We present a case of postoperative herpes simplex type 1 viral meningitis after retrosigmoid craniotomy and uncomplicated removal of a vestibular schwannoma. This is a very rare complication that can mimic aseptic meningitis and could lead to devastating consequences for the patient, if unrecognized.

PATIENT:

A healthy 49-year-old woman underwent retrosigmoid craniotomy and resection of a 2.4-cm vestibular schwannoma. She developed worsening headache and low-grade fever on postoperative Day 10 and underwent lumbar puncture showing a lymphocyte predominant pleocytosis. Polymerase chain reaction was positive for herpes simplex type 1 virus; bacterial cultures were negative. The patient subsequently developed a pseudomeningocele and mild hydrocephalus.

INTERVENTION:

The patient was readmitted to the hospital, started on corticosteroids, and a lumbar drain was placed.

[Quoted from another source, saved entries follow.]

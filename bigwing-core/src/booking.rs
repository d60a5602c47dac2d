use std::fmt;
use std::str::FromStr;
use std::sync::Arc;

use chrono::{DateTime, NaiveTime, Utc};
use serde::{Deserialize, Serialize};
use tracing::info;
use utoipa::ToSchema;
use uuid::Uuid;

use crate::catalog::{Airline, Location};
use crate::identity::AuthUser;
use crate::repository::BookingRepository;
use crate::{CoreError, CoreResult};

pub const BOOKING_EXISTS: &str = "Booking already exists";

#[derive(Debug, Clone, Copy, Serialize, Deserialize, PartialEq, Eq, Hash, ToSchema)]
pub enum BookingStatus {
    Pending,
    Confirmed,
    Cancelled,
    Completed,
}

impl BookingStatus {
    /// Statuses that hold a schedule for the user. At most one such booking may
    /// exist per (user, schedule).
    pub const ACTIVE: [BookingStatus; 2] = [BookingStatus::Pending, BookingStatus::Confirmed];

    pub fn is_active(self) -> bool {
        Self::ACTIVE.contains(&self)
    }

    pub fn as_str(self) -> &'static str {
        match self {
            BookingStatus::Pending => "Pending",
            BookingStatus::Confirmed => "Confirmed",
            BookingStatus::Cancelled => "Cancelled",
            BookingStatus::Completed => "Completed",
        }
    }
}

impl fmt::Display for BookingStatus {
    fn fmt(&self, f: &mut fmt::Formatter<'_>) -> fmt::Result {
        f.write_str(self.as_str())
    }
}

impl FromStr for BookingStatus {
    type Err = CoreError;

    fn from_str(s: &str) -> Result<Self, Self::Err> {
        match s {
            "Pending" => Ok(BookingStatus::Pending),
            "Confirmed" => Ok(BookingStatus::Confirmed),
            "Cancelled" => Ok(BookingStatus::Cancelled),
            "Completed" => Ok(BookingStatus::Completed),
            other => Err(CoreError::InternalError(format!("unknown booking status: {}", other))),
        }
    }
}

#[derive(Debug, Clone, Serialize, Deserialize, PartialEq, ToSchema)]
#[serde(rename_all = "camelCase")]
pub struct Booking {
    pub id: Uuid,
    pub user_id: Uuid,
    pub flight_id: Uuid,
    pub route_id: Uuid,
    pub schedule_id: Uuid,
    pub booking_status: BookingStatus,
    pub total_price: f64,
    pub is_return: bool,
    pub created_at: DateTime<Utc>,
}

#[derive(Debug, Clone, Deserialize, ToSchema)]
#[serde(rename_all = "camelCase")]
pub struct CreateBookingRequest {
    pub flight_id: Uuid,
    pub route_id: Uuid,
    pub schedule_id: Uuid,
    pub total_price: f64,
    pub is_return: bool,
}

impl CreateBookingRequest {
    pub fn validate(&self) -> CoreResult<()> {
        if !self.total_price.is_finite() || self.total_price < 0.0 {
            return Err(CoreError::ValidationError(
                "totalPrice must be a non-negative number".to_string(),
            ));
        }
        Ok(())
    }
}

/// Row to insert. The id is assigned by the database.
#[derive(Debug, Clone, PartialEq)]
pub struct NewBooking {
    pub user_id: Uuid,
    pub flight_id: Uuid,
    pub route_id: Uuid,
    pub schedule_id: Uuid,
    pub booking_status: BookingStatus,
    pub total_price: f64,
    pub is_return: bool,
    pub created_at: DateTime<Utc>,
}

#[derive(Debug, Clone, Serialize, PartialEq, ToSchema)]
pub struct BookingUser {
    pub id: Uuid,
    pub email: Option<String>,
}

impl From<&AuthUser> for BookingUser {
    fn from(user: &AuthUser) -> Self {
        Self {
            id: user.id,
            email: user.email.clone(),
        }
    }
}

#[derive(Debug, Clone, Serialize, PartialEq, ToSchema)]
pub struct CreatedBooking {
    #[serde(flatten)]
    pub booking: Booking,
    pub user: BookingUser,
}

// Joined shape returned by the booking read endpoints. Field names follow the
// table each object comes from.

#[derive(Debug, Clone, Serialize, PartialEq, ToSchema)]
#[serde(rename_all = "camelCase")]
pub struct ScheduleSummary {
    pub id: Uuid,
    pub departure_time: NaiveTime,
    pub arrival_time: NaiveTime,
    pub frequency: String,
}

#[derive(Debug, Clone, Serialize, PartialEq, ToSchema)]
#[serde(rename_all = "camelCase")]
pub struct RouteSummary {
    pub id: Uuid,
    pub flight_id: Uuid,
    pub origin_id: Uuid,
    pub origin: Location,
    pub destination: Location,
    pub is_direct: bool,
}

#[derive(Debug, Clone, Serialize, PartialEq, ToSchema)]
#[serde(rename_all = "camelCase")]
pub struct FlightSummary {
    pub id: Uuid,
    pub airline_id: Uuid,
    pub airlines: Airline,
    pub flight_number: String,
    pub flight_status: String,
}

#[derive(Debug, Clone, Serialize, PartialEq, ToSchema)]
pub struct BookingDetails {
    #[serde(flatten)]
    pub booking: Booking,
    pub schedules: ScheduleSummary,
    pub routes: RouteSummary,
    pub flights: FlightSummary,
}

#[derive(Debug, Clone, Copy, Serialize, PartialEq, ToSchema)]
#[serde(rename_all = "camelCase")]
pub struct StatusSnapshot {
    pub booking_status: BookingStatus,
}

/// Booking operations on behalf of an authenticated user.
#[derive(Clone)]
pub struct BookingManager {
    repo: Arc<dyn BookingRepository>,
}

impl BookingManager {
    pub fn new(repo: Arc<dyn BookingRepository>) -> Self {
        Self { repo }
    }

    /// Insert a `Pending` booking. A second active booking for the same schedule is
    /// refused by the repository's uniqueness constraint, not by a prior lookup.
    pub async fn create_booking(
        &self,
        user: &AuthUser,
        req: CreateBookingRequest,
    ) -> CoreResult<CreatedBooking> {
        req.validate()?;

        let new_booking = NewBooking {
            user_id: user.id,
            flight_id: req.flight_id,
            route_id: req.route_id,
            schedule_id: req.schedule_id,
            booking_status: BookingStatus::Pending,
            total_price: req.total_price,
            is_return: req.is_return,
            created_at: Utc::now(),
        };

        let booking = self.repo.insert_booking(&new_booking).await.map_err(|e| match e {
            CoreError::Conflict(_) => {
                info!(
                    "Duplicate booking refused for user {} schedule {}",
                    user.id, req.schedule_id
                );
                CoreError::Conflict(BOOKING_EXISTS.to_string())
            }
            other => other,
        })?;

        info!("Booking {} created for user {}", booking.id, user.id);

        Ok(CreatedBooking {
            booking,
            user: BookingUser::from(user),
        })
    }

    pub async fn has_booking(&self, schedule_id: Uuid, user_id: Uuid) -> CoreResult<bool> {
        self.repo.has_active_booking(schedule_id, user_id).await
    }

    pub async fn list_bookings(&self, user_id: Uuid) -> CoreResult<Vec<BookingDetails>> {
        self.repo.list_bookings(user_id).await
    }

    /// A booking that does not exist and one owned by someone else are both reported
    /// as not found.
    pub async fn get_booking(&self, booking_id: Uuid, user_id: Uuid) -> CoreResult<BookingDetails> {
        self.repo
            .get_booking(booking_id, user_id)
            .await?
            .ok_or_else(|| CoreError::NotFound("Booking".to_string()))
    }

    pub async fn current_status(&self, booking_id: Uuid, user_id: Uuid) -> CoreResult<StatusSnapshot> {
        let booking_status = self
            .repo
            .booking_status(booking_id, user_id)
            .await?
            .ok_or_else(|| CoreError::NotFound("Booking".to_string()))?;
        Ok(StatusSnapshot { booking_status })
    }
}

She completed a 14-day course of antiviral therapy (4 d intravenous as an inpatient and 10 d oral outpatient therapy).

RESULTS:

At 1 month follow-up, she was completely asymptomatic, and her pseudomeningocele had resolved.

CONCLUSION:

The diagnosis of herpes simplex viral meningitis should be suspected in clinical cases of postsurgical meningitis with a lymphocyte predominant pleocytosis and negative bacterial cultures. Antiviral therapy should be initiated immediately after confirmatory polymerase chain reaction testing to avoid potential long-term sequelae of a herpes simplex infection of the central nervous system.

PMID:
22975906
[PubMed - indexed for MEDLINE]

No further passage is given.